The article by Lanfranco et al. discusses Spinal Muscular Atrophy (SMA) and some of the molecular mechanisms of it that point toward a failure in chaperoning activity. The disease is directly associated with decreased levels of the Survival Motor Neuron (SMN) protein. This protein is part of a complex that functions as a molecular chaperone, interacting with and assisting in the assembly of small ribonuleoproteins (snRNPs). It is concluded that SMA may be considered a chaperonopathy and, consequently, amenable to chaperonotherapy. This is important because other disorders, such as adult-onset amyotrophic lateral sclerosis (ALS), show disturbance of snRNP assembly.

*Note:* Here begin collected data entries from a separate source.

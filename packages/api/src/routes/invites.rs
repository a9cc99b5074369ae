use axum::{
    extract::{Path, State},
    http::StatusCode,
    routing::{get, post},
    Json, Router,
};
use lambda_http::tracing::{debug, error};

use crate::{error::ApiError, middleware::auth::AuthenticatedHost, state::AppState};
use shared::models::invite::{InviteResolution, SessionInvite};
use shared::models::requests::{IssueInviteRequest, RespondToInviteRequest};
use shared::services::session_coordinator::{parse_decision, parse_session_kind};

pub fn routes() -> Router<AppState> {
    Router::new()
        .route("/invites", post(issue_invite))
        .route("/invites/pending", get(pending_invites))
        .route("/invites/{invite_id}/respond", post(respond_to_invite))
        .route("/invites/{invite_id}/cancel", post(cancel_invite))
}

async fn issue_invite(
    State(state): State<AppState>,
    host: AuthenticatedHost,
    Json(payload): Json<IssueInviteRequest>,
) -> Result<(StatusCode, Json<SessionInvite>), ApiError> {
    let (session_type, mode) = parse_session_kind(&payload.session_type, &payload.mode)?;

    let invite = state
        .coordinator
        .issue_invite(
            &host.host_id,
            &payload.to_host_id,
            session_type,
            mode,
            payload.session_id.as_deref(),
        )
        .await
        .map_err(|e| {
            error!(
                "Failed to issue invite from {} to {}: {}",
                host.host_id, payload.to_host_id, e
            );
            ApiError::from(e)
        })?;

    debug!("Invite {} issued by {}", invite.id, host.host_id);
    Ok((StatusCode::CREATED, Json(invite)))
}

async fn pending_invites(
    State(state): State<AppState>,
    host: AuthenticatedHost,
) -> Result<Json<Vec<SessionInvite>>, ApiError> {
    let invites = state
        .coordinator
        .pending_invites(&host.host_id)
        .await
        .map_err(|e| {
            error!("Failed to list pending invites for {}: {}", host.host_id, e);
            ApiError::from(e)
        })?;

    Ok(Json(invites))
}

async fn respond_to_invite(
    State(state): State<AppState>,
    host: AuthenticatedHost,
    Path(invite_id): Path<String>,
    Json(payload): Json<RespondToInviteRequest>,
) -> Result<Json<InviteResolution>, ApiError> {
    let decision = parse_decision(&payload.decision)?;

    let resolution = state
        .coordinator
        .respond_to_invite(&host.host_id, &invite_id, decision)
        .await
        .map_err(|e| {
            if !e.is_already_resolved() {
                error!(
                    "Failed to respond to invite {} for {}: {}",
                    invite_id, host.host_id, e
                );
            }
            ApiError::from(e)
        })?;

    debug!(
        "Host {} answered invite {} with {}",
        host.host_id,
        invite_id,
        resolution.status.as_str()
    );
    Ok(Json(resolution))
}

async fn cancel_invite(
    State(state): State<AppState>,
    host: AuthenticatedHost,
    Path(invite_id): Path<String>,
) -> Result<Json<SessionInvite>, ApiError> {
    let invite = state
        .coordinator
        .cancel_invite(&host.host_id, &invite_id)
        .await
        .map_err(|e| {
            error!(
                "Failed to cancel invite {} for {}: {}",
                invite_id, host.host_id, e
            );
            ApiError::from(e)
        })?;

    Ok(Json(invite))
}

#[cfg(test)]
mod tests {
    use axum::{body::Body, http::Request};
    use lambda_http::tower::ServiceExt;
    use serde_json::{json, Value};

    use crate::routes::test_support::{body_json, bearer, test_app};

    #[tokio::test]
    async fn test_issue_invite_requires_token() {
        let (app, _) = test_app();

        let response = app
            .oneshot(
                Request::builder()
                    .method("POST")
                    .uri("/invites")
                    .header("content-type", "application/json")
                    .body(Body::from(
                        json!({"to_host_id": "host-b", "type": "battle", "mode": "speed"})
                            .to_string(),
                    ))
                    .unwrap(),
            )
            .await
            .unwrap();

        assert_eq!(response.status(), 401);
    }

    #[tokio::test]
    async fn test_issue_and_accept_invite() {
        let (app, auth) = test_app();

        let response = app
            .clone()
            .oneshot(
                Request::builder()
                    .method("POST")
                    .uri("/invites")
                    .header("content-type", "application/json")
                    .header("Authorization", bearer(&auth, "host-a"))
                    .body(Body::from(
                        json!({"to_host_id": "host-b", "type": "battle", "mode": "speed"})
                            .to_string(),
                    ))
                    .unwrap(),
            )
            .await
            .unwrap();
        assert_eq!(response.status(), 201);
        let invite = body_json(response).await;
        let invite_id = invite["id"].as_str().unwrap().to_string();
        assert_eq!(invite["status"], "pending");

        let pending = app
            .clone()
            .oneshot(
                Request::builder()
                    .uri("/invites/pending")
                    .header("Authorization", bearer(&auth, "host-b"))
                    .body(Body::empty())
                    .unwrap(),
            )
            .await
            .unwrap();
        assert_eq!(body_json(pending).await.as_array().unwrap().len(), 1);

        let respond = |token: String| {
            Request::builder()
                .method("POST")
                .uri(format!("/invites/{}/respond", invite_id))
                .header("content-type", "application/json")
                .header("Authorization", token)
                .body(Body::from(json!({"decision": "accepted"}).to_string()))
                .unwrap()
        };

        let accepted = app
            .clone()
            .oneshot(respond(bearer(&auth, "host-b")))
            .await
            .unwrap();
        assert_eq!(accepted.status(), 200);
        let resolution: Value = body_json(accepted).await;
        assert_eq!(resolution["status"], "accepted");
        let session_id = resolution["session_id"].as_str().unwrap().to_string();

        // The retry lands on the same session.
        let retried = app
            .clone()
            .oneshot(respond(bearer(&auth, "host-b")))
            .await
            .unwrap();
        assert_eq!(retried.status(), 200);
        let retried: Value = body_json(retried).await;
        assert_eq!(retried["already_resolved"], true);
        assert_eq!(retried["session_id"], session_id.as_str());

        let by_stranger = app.oneshot(respond(bearer(&auth, "host-z"))).await.unwrap();
        assert_eq!(by_stranger.status(), 403);
    }

    #[tokio::test]
    async fn test_unknown_decision_is_bad_request() {
        let (app, auth) = test_app();

        let response = app
            .oneshot(
                Request::builder()
                    .method("POST")
                    .uri("/invites/missing/respond")
                    .header("content-type", "application/json")
                    .header("Authorization", bearer(&auth, "host-b"))
                    .body(Body::from(json!({"decision": "maybe"}).to_string()))
                    .unwrap(),
            )
            .await
            .unwrap();

        assert_eq!(response.status(), 400);
    }
}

Bardet-Biedl syndrome (BBS) comprises a group of genetic diseases called ciliopathies since cell cilia are defective. The article by Alvarez-Satta et al. presents a subset of BBS as chaperonopathies because of the 21 or so genes whose mutations are currently known to be associated with BBS, three (BBS6, 10, and 12) belong to the family of CCT chaperonins. Other facts that argue in favor of considering some BBS as chaperonopathies are that over 50% of all BBS-affected families carry a pathogenic mutation in one of these three genes, and patients with mutations in any one of these three genes are more severely ill.

Author Contributions

All authors listed have made a substantial, direct and intellectual contribution to the work, and approved it for publication.

Acknowledgments

AJLM and ECdeM were partially supported by IMET. This work was done under the agreement between IEMEST (Italy) and IMET (USA) (this is IMET contribution number IMET 18-002).

Conflict of Interest Statement

The authors declare that the research was conducted in the absence of any commercial or financial relationships that could be construed as a potential conflict of interest.